水曜日

8プトラ 朝もプトラ

 翌朝。


 身体が言うことをきかない。俺の精神は、極限にまで磨り減っていた。あのナレーションの声が頭の中から離れない。


 なんで、こんなにも『ハムナプトラ』なんだ。


 俺は、ベッドの中で仰向けのまま、顔を両手で覆っていた。何だか頭が重い。


 全ては、連日の『ハムナプトラ』のせいだ。


 駄目だ。このままだと本当に狂ってしまう。俺は、ベッドから勢いよく飛び起きた。


 とりあえずテレビでも点けよう。暗い朝はうんざりだ。こんな朝は、『ZIP!』に限る。ます 太一たいちアナウンサーの声でも聞いて癒されよう。


 モコズキッチンが終わってしまったことは、本当に悔やまれるが、今の俺にとっては、ますアナウンサーの声でも十分だった。

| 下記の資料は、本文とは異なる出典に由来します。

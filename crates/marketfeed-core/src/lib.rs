// marketfeed-core: Reconnecting feed service between marketfeed-api and consumers (CLI).

pub mod config;
pub mod error;
pub mod feed;
pub mod model;
pub mod reconnect;
pub mod status;
pub mod store;
pub mod stream;

// ── Primary re-exports ──────────────────────────────────────────────
pub use config::{DEFAULT_FEED_URL, FeedConfig, ReconnectConfig};
pub use error::CoreError;
pub use feed::{Feed, FeedStats};
pub use reconnect::{CloseDecision, LinkState, ReconnectPolicy, backoff_delay};
pub use status::{Evaluation, LinkPhase, Status, StatusTracker};
pub use store::{
    ApplyOutcome, SectionKind, SectionLayout, SectionRule, Snapshot, SnapshotStore, Validity,
};
pub use stream::{SnapshotStream, SnapshotWatchStream};

// Transport types consumers need to drive or fake a feed.
pub use marketfeed_api::{Command, Connector, Envelope};

// Re-export model types at the crate root for ergonomics.
pub use model::{
    Dashboard, LiquidationPosition, MacroData, MacroDataPoint, MarketData, MarketMetric,
    PositionSide, RecentLiquidation, RecentTrade, TradeSide,
};
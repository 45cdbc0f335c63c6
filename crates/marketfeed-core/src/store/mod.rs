// ── Snapshot store ──
//
// Consolidates normalized envelopes into one published snapshot.
// Readers get an `Arc<Snapshot>` that never changes underneath them.

mod layout;
mod snapshot;

use std::sync::Arc;

use tokio::sync::watch;
use tracing::trace;

use marketfeed_api::Envelope;

use crate::stream::SnapshotStream;

pub use layout::{SectionKind, SectionLayout, SectionRule, Validity};
pub use snapshot::Snapshot;

/// Result of folding one envelope.
#[derive(Debug, Clone)]
pub struct ApplyOutcome {
    pub snapshot: Arc<Snapshot>,
    /// Slow sections that were present but failed their validity check.
    pub rejected: Vec<String>,
}

/// Holds the current snapshot and folds envelopes into it.
///
/// Callers must serialize `apply` (the feed supervisor is the only writer).
/// Each fold becomes visible to readers as a single atomic swap.
pub struct SnapshotStore {
    layout: SectionLayout,
    current: watch::Sender<Option<Arc<Snapshot>>>,
}

impl SnapshotStore {
    pub fn new(layout: SectionLayout) -> Self {
        let (current, _) = watch::channel(None);
        Self { layout, current }
    }

    pub fn layout(&self) -> &SectionLayout {
        &self.layout
    }

    /// Fold `envelope` over the current snapshot and publish the result.
    pub fn apply(&self, envelope: &Envelope) -> ApplyOutcome {
        let previous = self.current.borrow().clone();
        let (next, rejected) = snapshot::fold(previous.as_deref(), envelope, &self.layout);
        let next = Arc::new(next);
        trace!(
            kind = %envelope.kind,
            sequence = next.sequence,
            sections = envelope.data.len(),
            rejected = rejected.len(),
            "envelope folded"
        );
        self.current.send_replace(Some(Arc::clone(&next)));
        ApplyOutcome {
            snapshot: next,
            rejected,
        }
    }

    pub fn snapshot(&self) -> Option<Arc<Snapshot>> {
        self.current.borrow().clone()
    }

    pub fn subscribe(&self) -> SnapshotStream {
        SnapshotStream::new(self.current.subscribe())
    }
}

impl Default for SnapshotStore {
    fn default() -> Self {
        Self::new(SectionLayout::dashboard())
    }
}
//! `snapshot`: wait for the first consolidated snapshot and print it.

use tabled::Tabled;

use marketfeed_core::{Dashboard, Feed, PositionSide, TradeSide};

use crate::cli::{GlobalOpts, SnapshotArgs};
use crate::config;
use crate::error::CliError;
use crate::output;

// ── Dashboard view ───────────────────────────────────────────────────

#[derive(Tabled)]
struct MarketRow {
    #[tabled(rename = "Asset")]
    asset: String,
    #[tabled(rename = "Price")]
    price: String,
    #[tabled(rename = "24h")]
    change: String,
    #[tabled(rename = "Funding")]
    funding: String,
    #[tabled(rename = "Open Interest")]
    open_interest: String,
    #[tabled(rename = "Mid")]
    mid: String,
}

#[derive(Tabled)]
struct IndicatorRow {
    #[tabled(rename = "Indicator")]
    name: String,
    #[tabled(rename = "Value")]
    value: String,
    #[tabled(rename = "As Of")]
    date: String,
}

/// Compact dollar amount: `$1.25M`, `$980.0K`, `$12`.
fn usd(value: f64) -> String {
    let abs = value.abs();
    if abs >= 1e9 {
        format!("${:.2}B", value / 1e9)
    } else if abs >= 1e6 {
        format!("${:.2}M", value / 1e6)
    } else if abs >= 1e3 {
        format!("${:.1}K", value / 1e3)
    } else {
        format!("${value:.0}")
    }
}

fn dashboard_detail(dash: &Dashboard) -> String {
    let mut blocks = Vec::new();

    if let Some(markets) = dash.market_data.as_ref().filter(|m| !m.is_empty()) {
        let rows: Vec<MarketRow> = markets
            .iter()
            .map(|(asset, m)| MarketRow {
                asset: asset.to_uppercase(),
                price: format!("{:.2}", m.price),
                change: format!("{:+.2}%", m.price_change_percent),
                funding: format!("{:.4}%", m.funding_rate * 100.0),
                open_interest: usd(m.open_interest),
                mid: m.mid_price().map_or_else(|| "-".into(), |p| format!("{p:.2}")),
            })
            .collect();
        blocks.push(output::render_table(&rows));
    }

    if let Some(macro_data) = &dash.macro_data {
        let rows: Vec<IndicatorRow> = macro_data
            .indicators()
            .into_iter()
            .map(|point| IndicatorRow {
                name: point.name.clone(),
                value: if point.is_available() {
                    point.value.clone().unwrap_or_default()
                } else {
                    point.error.clone().unwrap_or_else(|| "n/a".into())
                },
                date: point.date.clone().unwrap_or_else(|| "-".into()),
            })
            .collect();
        blocks.push(output::render_table(&rows));
    }

    if let Some(positions) = &dash.liquidation_positions {
        let closest = positions.iter().min_by(|a, b| a.distance.total_cmp(&b.distance));
        let mut line = format!("Positions near liquidation: {}", positions.len());
        if let Some(p) = closest {
            line.push_str(&format!(
                " (closest {} {:.2}% away, {} at {:.0}x)",
                p.coin,
                p.distance,
                usd(p.value),
                p.leverage
            ));
        }
        blocks.push(line);
    }

    if let Some(liquidations) = &dash.recent_liquidations {
        let (long, short) = liquidations.iter().fold((0.0, 0.0), |(l, s), liq| match liq.side {
            PositionSide::Long => (l + liq.value_usd, s),
            PositionSide::Short => (l, s + liq.value_usd),
        });
        blocks.push(format!(
            "Recent liquidations: {} (long {}, short {})",
            liquidations.len(),
            usd(long),
            usd(short)
        ));
    }

    if let Some(trades) = &dash.recent_large_trades {
        let (buy, sell) = trades.iter().fold((0.0, 0.0), |(b, s), t| match t.side {
            TradeSide::Buy => (b + t.value_usd, s),
            TradeSide::Sell => (b, s + t.value_usd),
        });
        blocks.push(format!(
            "Large trades: {} (buy {}, sell {})",
            trades.len(),
            usd(buy),
            usd(sell)
        ));
    }

    if blocks.is_empty() {
        return "(no dashboard sections yet)".into();
    }
    blocks.join("\n\n")
}

// ── Handler ─────────────────────────────────────────────────────────

pub async fn handle(feed: &Feed, args: SnapshotArgs, global: &GlobalOpts) -> Result<(), CliError> {
    let snapshot = super::util::wait_for_snapshot(feed, config::wait_timeout(global)).await?;

    let out = if args.dashboard {
        let dash = snapshot.dashboard()?;
        output::render_single(global.output, &dash, dashboard_detail)
    } else if let Some(name) = args.section {
        let value = snapshot
            .section(&name)
            .ok_or_else(|| CliError::SectionNotFound {
                available: snapshot
                    .sections
                    .keys()
                    .cloned()
                    .collect::<Vec<_>>()
                    .join(", "),
                name: name.clone(),
            })?;
        output::render_single(global.output, value, output::render_json_pretty)
    } else {
        output::render_single(global.output, &*snapshot, |s| {
            output::snapshot_table(s, &feed.config().layout)
        })
    };

    output::print_output(&out, global.quiet);
    Ok(())
}

#[cfg(test)]
#[allow(clippy::unwrap_used)]
mod tests {
    use super::*;
    use serde_json::json;

    fn sample() -> Dashboard {
        serde_json::from_value(json!({
            "market_data": {
                "btc": {
                    "price": 64000.5, "volume_24h": 1.0e9, "open_interest": 2.5e9,
                    "funding_rate": 0.0001, "price_change_percent": 1.5,
                    "bid_price": 64000.0, "ask_price": 64001.0
                }
            },
            "macro_data": {
                "cpi": { "name": "CPI", "value": "3.1", "date": "2024-04" },
                "fed_rate": { "name": "Fed Funds", "value": null, "error": "rate limited" },
                "unemployment": { "name": "Unemployment", "value": "3.9" }
            },
            "liquidation_positions": [
                { "coin": "ETH", "value": 2.0e6, "entry": 3000.0, "liquidation": 2900.0,
                  "distance": 3.3, "leverage": 20.0 },
                { "coin": "BTC", "value": 1.2e6, "entry": 64000.0, "liquidation": 63000.0,
                  "distance": 1.6, "leverage": 50.0 }
            ],
            "recent_liquidations": [
                { "coin": "BTC", "side": "long", "size": 1.0, "price": 60000.0,
                  "value_usd": 60000.0, "timestamp": "t1" },
                { "coin": "ETH", "side": "short", "size": 10.0, "price": 3000.0,
                  "value_usd": 30000.0, "timestamp": "t2" }
            ],
            "recent_large_trades": [
                { "id": "1", "symbol": "BTC", "price": 64000.0, "size": 20.0, "side": "buy",
                  "timestamp": "t3", "value_usd": 1.28e6 }
            ]
        }))
        .unwrap()
    }

    #[test]
    fn usd_scales_units() {
        assert_eq!(usd(1_250_000.0), "$1.25M");
        assert_eq!(usd(980.0), "$980");
        assert_eq!(usd(45_500.0), "$45.5K");
        assert_eq!(usd(3.2e9), "$3.20B");
    }

    #[test]
    fn detail_renders_every_dashboard_block() {
        let text = dashboard_detail(&sample());
        assert!(text.contains("BTC"));
        assert!(text.contains("+1.50%"));
        assert!(text.contains("64000.50"));
        assert!(text.contains("rate limited"));
        assert!(text.contains("Positions near liquidation: 2 (closest BTC 1.60% away, $1.20M at 50x)"));
        assert!(text.contains("Recent liquidations: 2 (long $60.0K, short $30.0K)"));
        assert!(text.contains("Large trades: 1 (buy $1.28M, sell $0)"));
    }

    #[test]
    fn detail_without_sections() {
        assert_eq!(dashboard_detail(&Dashboard::default()), "(no dashboard sections yet)");
    }
}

 しかし、テレビから聞こえて来たのは、無情にもであった……。


『さぁ、今朝のZIP!は、なんとぉ! 好評につき日曜洋画劇場を放送するぞぉ! しかも、やっぱりハムナプトラだぁ! さらにゲストには、ますアナウンサーを招待したぁ!』


 バカヤロォォォオオオ!!!!


『日曜洋画劇場』、なんて事をしてくれたんだ!?


 朝の看板番組の『ZIP!』だぞ!?


 全国の主婦を敵に回すんだぞ!?


 画面中央には、ニコニコ顔のますアナウンサーが映っている。彼は、果たして正気なのだろうか?


 そして再び、例のナレーションが喋り始めた。


『それではぁ、朝からドキドキハラハラのハムナプトラァ! 行くぞぉ……テレビの前の皆さんもご一緒にぃ……! せーのぉ……!』


『ZIPトラ♡』


 バカヤロォォォオオオ!!!!


 ますアナウンサー正気かよ!?


 バッチリ、『ZIP!』のポーズを決めやがったぞ!?


 自らの看板番組を『日曜洋画劇場』に売っていいのか……!?


 俺は、そっとテレビを消した。